Curious to get other developers’ thoughts on a design tradeoff for a restaurant conversational AI use case.
We’re trying to decide whether menu data should live in the system prompt or be pulled from a database during the conversation.
My concern with the system prompt approach is reliability: the model may hallucinate, miss constraints, or fail to consistently respect add-ons and customizations.
My concern with the database approach is latency: if every item selection or modification requires a DB call, that may slow down the interaction too much for a real-time conversational experience.
For those who have worked on similar systems, how are you thinking about this tradeoff? Have you found a good pattern that balances response quality, accuracy, and latency?
It largely depends on the size and complexity of the menu data. If the menu is small and relatively static, keeping it in the system prompt can work well because it avoids extra round trips and keeps latency low.

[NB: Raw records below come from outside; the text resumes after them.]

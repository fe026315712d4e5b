use std::ops::Range;

use crate::error::{Error, Result};

/// Named slices into the flat parameter vector of a basis-fit artifact.
///
/// The upstream fitting code stores per-component magnitude offsets (`mus`),
/// basis logits (`betas`, K×P row-major) and weight logits (`omegas`) in one
/// long vector. The layout is resolved once here, at load time, instead of
/// by name lookup on every access.
#[derive(Debug, Clone)]
pub struct ParamLayout {
    pub mus: Range<usize>,
    pub betas: Range<usize>,
    pub omegas: Range<usize>,
    /// Number of basis components.
    pub k: usize,
    /// Number of rest-frame wavelength samples.
    pub p: usize,
}

impl ParamLayout {
    /// Contiguous layout `[mus | betas | omegas]` for K components over P
    /// wavelength samples.
    pub fn contiguous(k: usize, p: usize) -> Self {
        let mus = 0..k;
        let betas = k..k + k * p;
        let omegas = k + k * p..k + k * p + k;
        Self { mus, betas, omegas, k, p }
    }

    fn check(&self, params_len: usize) -> Result<()> {
        if self.mus.len() != self.k {
            return Err(Error::DimensionMismatch {
                what: "layout.mus",
                expected: self.k,
                found: self.mus.len(),
            });
        }
        if self.betas.len() != self.k * self.p {
            return Err(Error::DimensionMismatch {
                what: "layout.betas",
                expected: self.k * self.p,
                found: self.betas.len(),
            });
        }
        if self.omegas.len() != self.k {
            return Err(Error::DimensionMismatch {
                what: "layout.omegas",
                expected: self.k,
                found: self.omegas.len(),
            });
        }
        let end = self
            .mus
            .end
            .max(self.betas.end)
            .max(self.omegas.end);
        if end > params_len {
            return Err(Error::DimensionMismatch {
                what: "layout over parameter vector",
                expected: end,
                found: params_len,
            });
        }
        Ok(())
    }
}

/// Raw basis-fit artifact as produced by the upstream training run: a flat
/// parameter vector, the rest-frame wavelength grid, and the layout mapping
/// names to slices. Loading this from disk is out of scope; callers hand the
/// already-deserialized arrays over.
#[derive(Debug, Clone)]
pub struct BasisFit {
    pub params: Vec<f64>,
    pub lam0: Vec<f64>,
    pub lam0_delta: Vec<f64>,
    pub layout: ParamLayout,
}

/// Pre-trained low-rank quasar spectrum basis.
///
/// `b` holds K non-negative rest-frame components (row-major K×P), each row
/// normalized so that `Σ_p b[k][p] * lam0_delta[p] == 1`.
#[derive(Debug, Clone)]
pub struct QuasarBasis {
    b: Vec<f64>,
    k: usize,
    p: usize,
    lam0: Vec<f64>,
    lam0_delta: Vec<f64>,
    /// Training-time mixture weights (softmax of omegas). Consumed by the
    /// warm-start initializer; not used by the energy itself.
    pub train_weights: Vec<f64>,
    /// Training-time per-component magnitudes (exp of mus).
    pub train_mags: Vec<f64>,
}

impl QuasarBasis {
    /// Derive the normalized basis from a fit artifact.
    ///
    /// `B = exp(betas)` row-normalized against the grid spacings,
    /// `W = exp(omegas)` normalized to sum to 1, `M = exp(mus)`.
    pub fn from_fit(fit: &BasisFit) -> Result<Self> {
        let layout = &fit.layout;
        layout.check(fit.params.len())?;
        check_grid(&fit.lam0, &fit.lam0_delta, layout.p)?;

        let betas = &fit.params[layout.betas.clone()];
        let raw: Vec<f64> = betas.iter().map(|&x| x.exp()).collect();

        let omegas = &fit.params[layout.omegas.clone()];
        let mut train_weights: Vec<f64> = omegas.iter().map(|&x| x.exp()).collect();
        let wsum: f64 = train_weights.iter().sum();
        for w in &mut train_weights {
            *w /= wsum;
        }

        let train_mags: Vec<f64> = fit.params[layout.mus.clone()]
            .iter()
            .map(|&x| x.exp())
            .collect();

        let mut basis = Self {
            b: raw,
            k: layout.k,
            p: layout.p,
            lam0: fit.lam0.clone(),
            lam0_delta: fit.lam0_delta.clone(),
            train_weights,
            train_mags,
        };
        basis.normalize_rows()?;
        Ok(basis)
    }

    /// Build a basis directly from K non-negative component rows (row-major
    /// K×P). Rows are normalized to integrate to 1 over the grid.
    pub fn from_components(
        rows: Vec<f64>,
        k: usize,
        lam0: Vec<f64>,
        lam0_delta: Vec<f64>,
    ) -> Result<Self> {
        if k == 0 || rows.len() % k != 0 {
            return Err(Error::DimensionMismatch {
                what: "basis rows",
                expected: k.max(1),
                found: rows.len(),
            });
        }
        let p = rows.len() / k;
        check_grid(&lam0, &lam0_delta, p)?;
        if rows.iter().any(|&x| !x.is_finite() || x < 0.0) {
            return Err(Error::InvalidBasis(
                "component values must be finite and non-negative".into(),
            ));
        }

        let mut basis = Self {
            b: rows,
            k,
            p,
            lam0,
            lam0_delta,
            train_weights: vec![1.0 / k as f64; k],
            train_mags: vec![1.0; k],
        };
        basis.normalize_rows()?;
        Ok(basis)
    }

    fn normalize_rows(&mut self) -> Result<()> {
        for row in 0..self.k {
            let start = row * self.p;
            let norm: f64 = self.b[start..start + self.p]
                .iter()
                .zip(self.lam0_delta.iter())
                .map(|(&b, &d)| b * d)
                .sum();
            if !norm.is_finite() || norm <= 0.0 {
                return Err(Error::InvalidBasis(format!(
                    "component {row} has non-positive integral {norm}"
                )));
            }
            for b in &mut self.b[start..start + self.p] {
                *b /= norm;
            }
        }
        Ok(())
    }

    pub fn k(&self) -> usize {
        self.k
    }

    pub fn p(&self) -> usize {
        self.p
    }

    pub fn lam0(&self) -> &[f64] {
        &self.lam0
    }

    pub fn lam0_delta(&self) -> &[f64] {
        &self.lam0_delta
    }

    pub fn component(&self, row: usize) -> &[f64] {
        &self.b[row * self.p..(row + 1) * self.p]
    }

    /// Rest-frame spectrum for the given mixture weights: `spec = w · B`.
    pub fn synthesize(&self, weights: &[f64]) -> Vec<f64> {
        debug_assert_eq!(weights.len(), self.k);
        let mut spec = vec![0.0; self.p];
        for (row, &w) in weights.iter().enumerate() {
            let comp = self.component(row);
            for (s, &b) in spec.iter_mut().zip(comp.iter()) {
                *s += w * b;
            }
        }
        spec
    }
}

fn check_grid(lam0: &[f64], lam0_delta: &[f64], p: usize) -> Result<()> {
    if lam0.len() != p {
        return Err(Error::DimensionMismatch {
            what: "lam0",
            expected: p,
            found: lam0.len(),
        });
    }
    if lam0_delta.len() != p {
        return Err(Error::DimensionMismatch {
            what: "lam0_delta",
            expected: p,
            found: lam0_delta.len(),
        });
    }
    if !lam0.windows(2).all(|w| w[0] < w[1]) {
        return Err(Error::InvalidBasis(
            "lam0 must be strictly increasing".into(),
        ));
    }
    if lam0_delta.iter().any(|&d| !d.is_finite() || d <= 0.0) {
        return Err(Error::InvalidBasis(
            "lam0_delta must be positive and finite".into(),
        ));
    }
    Ok(())
}

#[cfg(test)]
mod tests {
    use super::*;

    fn grid5() -> (Vec<f64>, Vec<f64>) {
        (
            vec![1000.0, 2000.0, 3000.0, 4000.0, 5000.0],
            vec![1000.0; 5],
        )
    }

    #[test]
    fn test_rows_normalize_to_unit_integral() {
        let (lam0, delta) = grid5();
        let rows = vec![5.0, 4.0, 3.0, 2.0, 1.0, 1.0, 2.0, 3.0, 4.0, 5.0];
        let basis = QuasarBasis::from_components(rows, 2, lam0, delta.clone()).unwrap();

        for row in 0..2 {
            let integral: f64 = basis
                .component(row)
                .iter()
                .zip(delta.iter())
                .map(|(&b, &d)| b * d)
                .sum();
            assert!((integral - 1.0).abs() < 1e-12, "row {row}: {integral}");
        }
    }

    #[test]
    fn test_from_fit_resolves_layout_once() {
        let (lam0, delta) = grid5();
        let layout = ParamLayout::contiguous(2, 5);
        let mut params = vec![0.0; 2 + 10 + 2];
        // betas chosen so exp() gives distinguishable rows
        for (i, v) in params[layout.betas.clone()].iter_mut().enumerate() {
            *v = (i as f64) * 0.1;
        }
        let fit = BasisFit { params, lam0, lam0_delta: delta, layout };

        let basis = QuasarBasis::from_fit(&fit).unwrap();
        assert_eq!(basis.k(), 2);
        assert_eq!(basis.p(), 5);
        let wsum: f64 = basis.train_weights.iter().sum();
        assert!((wsum - 1.0).abs() < 1e-12);
    }

    #[test]
    fn test_dimension_mismatch_fails_fast() {
        let (lam0, delta) = grid5();
        let err = QuasarBasis::from_components(vec![1.0; 9], 2, lam0, delta);
        assert!(matches!(err, Err(Error::DimensionMismatch { .. })));
    }

    #[test]
    fn test_unsorted_grid_rejected() {
        let lam0 = vec![1000.0, 3000.0, 2000.0, 4000.0, 5000.0];
        let delta = vec![1000.0; 5];
        let err = QuasarBasis::from_components(vec![1.0; 10], 2, lam0, delta);
        assert!(matches!(err, Err(Error::InvalidBasis(_))));
    }

    #[test]
    fn test_synthesize_is_convex_mix_of_rows() {
        let (lam0, delta) = grid5();
        let rows = vec![5.0, 4.0, 3.0, 2.0, 1.0, 1.0, 2.0, 3.0, 4.0, 5.0];
        let basis = QuasarBasis::from_components(rows, 2, lam0, delta).unwrap();

        let spec = basis.synthesize(&[0.25, 0.75]);
        for i in 0..5 {
            let expect = 0.25 * basis.component(0)[i] + 0.75 * basis.component(1)[i];
            assert!((spec[i] - expect).abs() < 1e-14);
        }
    }
}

However, once the menu becomes large , especially with categories, add-ons, modifiers, pricing rules, or availability changes , injecting everything into the system prompt becomes expensive in token usage and can also increase latency on the LLM side due to the larger context window. It may also make updates harder to manage.
In those cases, a better pattern is to store the menu in a database and expose it through structured tools. A useful approach is to divide the menu by category (e.g., burgers, drinks, desserts) and let the agent fetch only the relevant subset when needed, rather than loading the entire menu every turn.